Albright’s assertions
defy commonsense. How could a Pakistani
nuclear weapons programme started around
2002 have been influenced by the India-US
civilian nuclear agreement discussions which
started only in 2005?
A media report quotes
John Ritter, Chief UN weapons inspector
between 1991 and 1998 having said, “David
Albright has a history of being used by
those who seek to gain media attention for
their respective claims”. Ritter also
dismissed Albright’s claim as an “expert” as
a “disservice to the term” and “misleading
in the extreme”.
Ritter’s credibility is
unchallenged. His deposition that Iraq no
longer had a nuclear programme proved
accurate despite the Iraq invasion by the US
and its coalition forces in 2003.
David Albright’s lie
about India seeking centrifuge technology is
mailed squarely by a press release of
September 19 the Department of Atomic
Energy, of the Indian government that the
drawing attributed to is of a convoluted
tube for various applications and does not
reveal any sensitive information.
The question,
therefore, arises about Dr. David Albright –
why he allows himself to be used by
interested parties? As it is popularly said,
“There is no free meal in the USA”. The
interests against India lie mainly in China
and its forward nuclear base, Pakistan.
The anti-India
non-proliferation lobby in Washington can be
divided broadly into two categories. One is
the old cold warriors who refuse to see
India from any other view than a partner of
the erstwhile Soviet Union – hence support
old cold war allies China and Pakistan
against India. The other is the group
personified by Dr. David Albright and Daryl
Kimbal, the kind defined by John Ritter.
Amidst this shrill
propaganda to label India as a proliferator
at the worst, and as unreliable and unable
partner to prevent proliferation from its
institutions at the best, a major issue
needs to be addressed. How will the global
regimes including the NSG deal with those
countries who proliferate with impunity and
lie through their teeth to deny their
violations, especially among the so-called
legitimate nuclear weapon powers?
Since David Albright’s
ISIS raised the issue of Pakistan’s Kushab
plutonium reactors, the international
community regimes like the NSG have no
alternative but to address the issue openly
and frankly.
The Kushab facility,
otherwise known as the Kushab Chemical Plant
(KCP) is moving towards its third and fourth
plants.
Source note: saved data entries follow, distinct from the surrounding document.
//! Pretrained model abstractions and the inference server integration.
//!
//! Models run out of process on an inference server; this module defines the
//! seq2seq seam the translation and summarization stages call through, an HTTP
//! implementation of it, and the session-scoped cache that decides when a
//! model is (re)loaded.

use crate::errors::MmdError;
use async_trait::async_trait;
use serde::Serialize;
use std::sync::Arc;

pub mod cache;
pub mod http;

pub use cache::ModelCache;
pub use http::{HttpModelLoader, HttpSeq2SeqModel, InferenceEndpoint};

/// Model-specific encoding of one generation request
#[derive(Debug, Clone, PartialEq, Serialize)]
pub struct ModelInput {
    pub text: String,
    #[serde(skip_serializing_if = "Option::is_none")]
    pub src_lang: Option<String>,
    #[serde(skip_serializing_if = "Option::is_none")]
    pub tgt_lang: Option<String>,
    pub padding: bool,
}

impl ModelInput {
    pub fn new(text: impl Into<String>) -> Self {
        Self {
            text: text.into(),
            src_lang: None,
            tgt_lang: None,
            padding: false,
        }
    }

    pub fn with_src_lang(mut self, src_lang: impl Into<String>) -> Self {
        self.src_lang = Some(src_lang.into());
        self
    }

    pub fn with_tgt_lang(mut self, tgt_lang: impl Into<String>) -> Self {
        self.tgt_lang = Some(tgt_lang.into());
        self
    }

    pub fn with_padding(mut self, padding: bool) -> Self {
        self.padding = padding;
        self
    }
}

/// Decoding parameters forwarded to `generate`
#[derive(Debug, Clone, PartialEq, Serialize)]
pub struct GenerationParams {
    #[serde(skip_serializing_if = "Option::is_none")]
    pub min_length: Option<usize>,
    #[serde(skip_serializing_if = "Option::is_none")]
    pub max_length: Option<usize>,
    pub do_sample: bool,
    #[serde(skip_serializing_if = "Option::is_none")]
    pub generate_speech: Option<bool>,
}

impl Default for GenerationParams {
    fn default() -> Self {
        Self {
            min_length: None,
            max_length: None,
            do_sample: false,
            generate_speech: None,
        }
    }
}

impl GenerationParams {
    /// Deterministic decoding bounded by soft length targets
    pub fn bounded(min_length: usize, max_length: usize) -> Self {
        Self {
            min_length: Some(min_length),
            max_length: Some(max_length),
            ..Default::default()
        }
    }

    pub fn text_only() -> Self {
        Self {
            generate_speech: Some(false),
            ..Default::default()
        }
    }
}

/// A loaded sequence-to-sequence model (tokenizer and weights as one unit)
#[async_trait]
pub trait Seq2SeqModel: Send + Sync {
    fn model_id(&self) -> &str;

    /// Run generation and return the first decoded candidate with special tokens removed
    async fn generate(
        &self,
        input: &ModelInput,
        params: &GenerationParams,
    ) -> Result<String, MmdError>;
}

/// Resolves a pretrained model by its repository identifier
#[async_trait]
pub trait ModelLoader: Send + Sync {
    async fn load(&self, model_id: &str) -> Result<Arc<dyn Seq2SeqModel>, MmdError>;
}
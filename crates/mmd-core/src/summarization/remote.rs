use crate::config::RemoteSummarizationConfig;
use crate::errors::MmdError;
use crate::summarization::{LengthBounds, Summarizer, Summary};
use async_trait::async_trait;
use reqwest::Client;
use serde_json::{json, Value};

/// Client for a hosted summarization endpoint.
///
/// Sends the raw text with the length bounds in one POST. Anything other than
/// a non-empty array whose first element carries `summary_text` is reported
/// as [`MmdError::RemoteSummaryUnavailable`].
pub struct RemoteSummarizer {
    client: Client,
    endpoint: String,
    api_key: Option<String>,
}

impl RemoteSummarizer {
    pub fn new(endpoint: impl Into<String>, api_key: Option<String>) -> Result<Self, MmdError> {
        let endpoint = endpoint.into();
        if endpoint.is_empty() {
            return Err(MmdError::ConfigError(
                "Remote summarization endpoint cannot be empty".to_string(),
            ));
        }

        let client = Client::builder()
            .build()
            .map_err(|e| MmdError::ConfigError(format!("Failed to create HTTP client: {}", e)))?;

        Ok(Self {
            client,
            endpoint,
            api_key,
        })
    }

    pub fn from_config(config: &RemoteSummarizationConfig) -> Result<Self, MmdError> {
        Self::new(config.endpoint.clone(), config.auth.api_key.clone())
    }

    fn build_request_body(text: &str, bounds: LengthBounds) -> Value {
        json!({
            "inputs": text,
            "parameters": {
                "min_length": bounds.min_len,
                "max_length": bounds.max_len
            }
        })
    }
}

fn extract_summary_text(response: &Value) -> Option<String> {
    response
        .as_array()?
        .first()?
        .get("summary_text")?
        .as_str()
        .map(|s| s.to_string())
}

#[async_trait]
impl Summarizer for RemoteSummarizer {
    fn model_id(&self) -> &str {
        &self.endpoint
    }

    async fn summarize(&self, text: &str, bounds: LengthBounds) -> Result<Summary, MmdError> {
        let body = Self::build_request_body(text, bounds);
        log::debug!("Remote summarization request to {}", self.endpoint);

        let mut request = self.client.post(&self.endpoint).json(&body);
        if let Some(key) = &self.api_key {
            request = request.header("Authorization", format!("Bearer {}", key));
        }

        let response = request.send().await.map_err(|e| {
            log::error!("Remote summarization request failed: {}", e);
            MmdError::RemoteSummaryUnavailable
        })?;

        let status = response.status();
        let response_text = response.text().await.map_err(|e| {
            log::error!("Failed to read remote summarization response: {}", e);
            MmdError::RemoteSummaryUnavailable
        })?;
        log::debug!("Remote summarization response ({}): {}", status, response_text);

        let parsed: Value = serde_json::from_str(&response_text).unwrap_or(Value::Null);
        match extract_summary_text(&parsed) {
            Some(summary) => Ok(Summary {
                text: summary,
                model_id: self.endpoint.clone(),
                truncation: None,
            }),
            None => {
                log::warn!(
                    "Remote summarization returned no summary (status {}): {}",
                    status,
                    response_text
                );
                Err(MmdError::RemoteSummaryUnavailable)
            }
        }
    }
}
KCP-I is a heavy water reactor
required for plutonium production. KCP-II is
the first plutonium production reactor. The
KCP-III, referred to as the second plant by
the ISIS report started construction around
2002 with Chinese assistance. The KCP-IV is
also with Chinese assistance, but
commencement of work on this reactor is yet
to be confirmed.
The initial KCP
reactors were set up by the Chinese on a
turn-key basis. KCP-III is not totally
turn-key, as the Pakistani scientists and
engineers have been trained adequately in
China and technology has been transferred.
Pakistan still lacks in certain areas and,
therefore, illegal Chinese cooperation is
expected to continue for some more time.
Through the entire
1990s till date, China has remained very
much involved in Pakistan’s nuclear weapons
and strategic programme. China’s state owned
entities floated front companies to procure
various nuclear related items for Pakistan,
including specialized machinery to dig silos
for Pakistan’s nuclear missiles.
Pakistan’s missile
arsenal, mostly nuclear capable, is still
being assisted by Chinese designs,
components and telemetry system among
others. One does not need secret reports to
decipher these. The signatures are all over
when they test a missile.
The NSG is charged with
the responsibility to take a decision on
these proliferations which is making the
South Asian region a dangerous ground.
The NSG must answer
this basic question:.Are NSG members allowed
to proliferate or should they be expelled
from the NSG and other such
non-proliferation regimes? If the NSG is
serious about non-proliferation this is the
point to start from.
(Bhaskar
Roy is an eminent analyst with many years of
experience in political analysis.
He can be reached at
grouchohart@yahoo.com)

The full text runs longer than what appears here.